> _What the exercise asks_:
Please copy every line from the following entries in which the word "record" appears.

> _Input_:
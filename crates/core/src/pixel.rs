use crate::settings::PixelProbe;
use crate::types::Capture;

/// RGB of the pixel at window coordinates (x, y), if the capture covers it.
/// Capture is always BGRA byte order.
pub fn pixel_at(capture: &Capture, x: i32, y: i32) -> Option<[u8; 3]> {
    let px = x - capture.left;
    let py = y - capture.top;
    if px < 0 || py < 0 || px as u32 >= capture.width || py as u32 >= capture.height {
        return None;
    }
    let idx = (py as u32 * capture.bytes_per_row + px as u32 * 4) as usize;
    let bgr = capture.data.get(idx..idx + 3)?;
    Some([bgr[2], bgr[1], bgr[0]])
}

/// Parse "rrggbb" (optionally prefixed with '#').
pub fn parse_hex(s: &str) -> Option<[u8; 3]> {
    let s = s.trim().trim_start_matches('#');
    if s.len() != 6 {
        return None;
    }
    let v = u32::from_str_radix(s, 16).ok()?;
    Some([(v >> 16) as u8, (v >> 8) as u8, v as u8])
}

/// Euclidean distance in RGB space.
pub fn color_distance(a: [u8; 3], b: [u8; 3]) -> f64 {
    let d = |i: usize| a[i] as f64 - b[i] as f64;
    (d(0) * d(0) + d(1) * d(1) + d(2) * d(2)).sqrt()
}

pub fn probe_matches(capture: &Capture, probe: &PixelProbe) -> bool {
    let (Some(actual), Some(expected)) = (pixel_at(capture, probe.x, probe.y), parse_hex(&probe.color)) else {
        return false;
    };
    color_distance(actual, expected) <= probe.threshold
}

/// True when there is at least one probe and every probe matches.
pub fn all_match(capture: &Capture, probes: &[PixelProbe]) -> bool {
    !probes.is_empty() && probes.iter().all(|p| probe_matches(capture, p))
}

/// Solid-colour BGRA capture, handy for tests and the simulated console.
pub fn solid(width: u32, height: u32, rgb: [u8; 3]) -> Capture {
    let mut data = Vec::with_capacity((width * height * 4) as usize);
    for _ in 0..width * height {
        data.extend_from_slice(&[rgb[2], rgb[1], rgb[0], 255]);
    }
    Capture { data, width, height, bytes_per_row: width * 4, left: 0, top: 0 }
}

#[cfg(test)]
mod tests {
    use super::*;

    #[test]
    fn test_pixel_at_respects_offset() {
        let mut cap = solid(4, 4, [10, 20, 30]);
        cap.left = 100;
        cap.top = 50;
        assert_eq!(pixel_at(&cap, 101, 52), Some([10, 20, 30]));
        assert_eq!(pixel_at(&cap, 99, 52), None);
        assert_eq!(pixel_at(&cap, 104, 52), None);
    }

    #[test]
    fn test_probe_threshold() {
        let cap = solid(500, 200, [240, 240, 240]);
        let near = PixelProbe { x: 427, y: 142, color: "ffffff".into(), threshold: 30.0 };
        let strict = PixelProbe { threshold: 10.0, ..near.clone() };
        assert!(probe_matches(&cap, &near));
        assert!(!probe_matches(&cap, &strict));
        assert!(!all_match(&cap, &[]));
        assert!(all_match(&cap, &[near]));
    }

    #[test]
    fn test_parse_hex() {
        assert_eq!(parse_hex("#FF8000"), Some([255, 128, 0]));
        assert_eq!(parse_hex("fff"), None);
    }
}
==
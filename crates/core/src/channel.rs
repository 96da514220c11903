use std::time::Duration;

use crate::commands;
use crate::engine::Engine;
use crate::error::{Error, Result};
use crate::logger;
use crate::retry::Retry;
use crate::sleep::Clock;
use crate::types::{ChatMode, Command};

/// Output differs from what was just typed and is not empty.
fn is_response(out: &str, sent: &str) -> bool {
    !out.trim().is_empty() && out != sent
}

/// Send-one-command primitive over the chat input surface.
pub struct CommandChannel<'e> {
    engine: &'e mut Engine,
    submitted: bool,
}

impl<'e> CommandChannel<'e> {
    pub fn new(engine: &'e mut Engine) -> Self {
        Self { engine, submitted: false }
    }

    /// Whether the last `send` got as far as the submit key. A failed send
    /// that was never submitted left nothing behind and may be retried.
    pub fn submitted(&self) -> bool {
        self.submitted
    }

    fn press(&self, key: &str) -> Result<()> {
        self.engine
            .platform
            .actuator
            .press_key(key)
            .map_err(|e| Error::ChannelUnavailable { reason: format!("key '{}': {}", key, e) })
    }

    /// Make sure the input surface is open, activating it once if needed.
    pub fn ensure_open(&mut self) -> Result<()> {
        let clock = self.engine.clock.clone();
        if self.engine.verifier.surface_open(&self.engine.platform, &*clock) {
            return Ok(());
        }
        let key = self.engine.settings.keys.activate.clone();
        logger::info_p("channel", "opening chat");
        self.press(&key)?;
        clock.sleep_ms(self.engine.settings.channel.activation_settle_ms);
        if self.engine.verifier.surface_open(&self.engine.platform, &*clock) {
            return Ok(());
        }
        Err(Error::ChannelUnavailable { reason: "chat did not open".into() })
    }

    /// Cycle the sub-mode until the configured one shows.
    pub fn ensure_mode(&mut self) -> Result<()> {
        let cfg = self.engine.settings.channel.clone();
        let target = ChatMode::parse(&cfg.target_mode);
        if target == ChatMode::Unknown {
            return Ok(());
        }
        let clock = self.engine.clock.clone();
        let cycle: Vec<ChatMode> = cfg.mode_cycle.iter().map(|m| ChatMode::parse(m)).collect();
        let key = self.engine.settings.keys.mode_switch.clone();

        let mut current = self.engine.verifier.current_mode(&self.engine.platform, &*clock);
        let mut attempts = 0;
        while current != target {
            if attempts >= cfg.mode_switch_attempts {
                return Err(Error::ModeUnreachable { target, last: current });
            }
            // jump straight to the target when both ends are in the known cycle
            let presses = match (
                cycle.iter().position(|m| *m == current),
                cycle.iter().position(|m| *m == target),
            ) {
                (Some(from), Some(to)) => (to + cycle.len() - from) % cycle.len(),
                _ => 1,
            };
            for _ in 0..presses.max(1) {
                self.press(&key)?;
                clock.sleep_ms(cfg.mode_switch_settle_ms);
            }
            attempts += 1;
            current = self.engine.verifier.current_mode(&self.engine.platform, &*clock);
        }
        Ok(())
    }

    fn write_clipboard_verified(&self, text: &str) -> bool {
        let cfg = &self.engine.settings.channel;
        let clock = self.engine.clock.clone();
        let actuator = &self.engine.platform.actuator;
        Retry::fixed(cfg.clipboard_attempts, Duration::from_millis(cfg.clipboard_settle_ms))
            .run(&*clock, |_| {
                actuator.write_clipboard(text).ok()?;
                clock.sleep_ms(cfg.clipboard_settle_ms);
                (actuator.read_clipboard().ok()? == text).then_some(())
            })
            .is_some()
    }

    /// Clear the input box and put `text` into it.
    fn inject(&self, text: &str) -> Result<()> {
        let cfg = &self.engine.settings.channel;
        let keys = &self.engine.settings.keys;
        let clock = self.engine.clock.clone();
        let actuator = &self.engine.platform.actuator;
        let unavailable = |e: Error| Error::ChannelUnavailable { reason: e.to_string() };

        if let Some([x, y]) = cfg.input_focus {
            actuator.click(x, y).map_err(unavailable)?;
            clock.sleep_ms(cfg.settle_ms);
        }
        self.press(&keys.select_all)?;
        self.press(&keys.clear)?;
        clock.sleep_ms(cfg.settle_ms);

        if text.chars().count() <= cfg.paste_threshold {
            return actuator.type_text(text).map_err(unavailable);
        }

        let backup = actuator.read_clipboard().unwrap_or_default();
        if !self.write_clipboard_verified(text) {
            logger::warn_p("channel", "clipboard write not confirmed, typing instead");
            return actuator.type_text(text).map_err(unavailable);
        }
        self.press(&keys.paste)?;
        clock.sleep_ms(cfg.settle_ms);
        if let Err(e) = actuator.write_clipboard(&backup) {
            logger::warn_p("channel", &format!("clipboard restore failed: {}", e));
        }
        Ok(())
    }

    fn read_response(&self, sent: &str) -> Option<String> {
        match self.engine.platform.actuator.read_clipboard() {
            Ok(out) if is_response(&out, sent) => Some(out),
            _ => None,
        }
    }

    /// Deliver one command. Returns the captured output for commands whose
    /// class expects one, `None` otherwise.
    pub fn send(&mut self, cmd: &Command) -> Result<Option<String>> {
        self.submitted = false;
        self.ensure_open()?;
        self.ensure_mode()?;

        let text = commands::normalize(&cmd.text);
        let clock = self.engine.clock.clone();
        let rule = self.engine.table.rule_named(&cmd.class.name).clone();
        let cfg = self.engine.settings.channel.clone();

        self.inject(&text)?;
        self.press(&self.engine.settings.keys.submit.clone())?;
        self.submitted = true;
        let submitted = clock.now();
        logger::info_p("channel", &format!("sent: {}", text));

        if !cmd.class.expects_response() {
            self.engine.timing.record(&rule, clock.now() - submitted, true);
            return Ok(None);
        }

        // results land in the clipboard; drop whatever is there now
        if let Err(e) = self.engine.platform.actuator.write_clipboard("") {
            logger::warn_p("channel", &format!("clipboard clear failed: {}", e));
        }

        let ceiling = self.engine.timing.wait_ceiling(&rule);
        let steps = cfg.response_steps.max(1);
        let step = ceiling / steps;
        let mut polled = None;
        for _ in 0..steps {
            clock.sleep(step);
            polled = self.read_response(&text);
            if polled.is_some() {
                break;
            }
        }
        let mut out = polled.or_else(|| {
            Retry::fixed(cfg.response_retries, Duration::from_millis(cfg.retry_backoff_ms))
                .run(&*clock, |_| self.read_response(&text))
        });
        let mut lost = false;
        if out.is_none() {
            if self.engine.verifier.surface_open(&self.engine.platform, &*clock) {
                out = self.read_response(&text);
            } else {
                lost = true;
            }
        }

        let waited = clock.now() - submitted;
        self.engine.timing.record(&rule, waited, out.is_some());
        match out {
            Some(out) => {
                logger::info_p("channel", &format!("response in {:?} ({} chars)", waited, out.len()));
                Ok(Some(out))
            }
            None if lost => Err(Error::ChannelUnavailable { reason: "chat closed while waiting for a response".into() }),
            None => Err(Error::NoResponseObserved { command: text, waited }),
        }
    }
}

> _Exercise result_:
            self.engine.timing.record(&rule, clock.now() - submitted, true);
        self.engine.timing.record(&rule, waited, out.is_some());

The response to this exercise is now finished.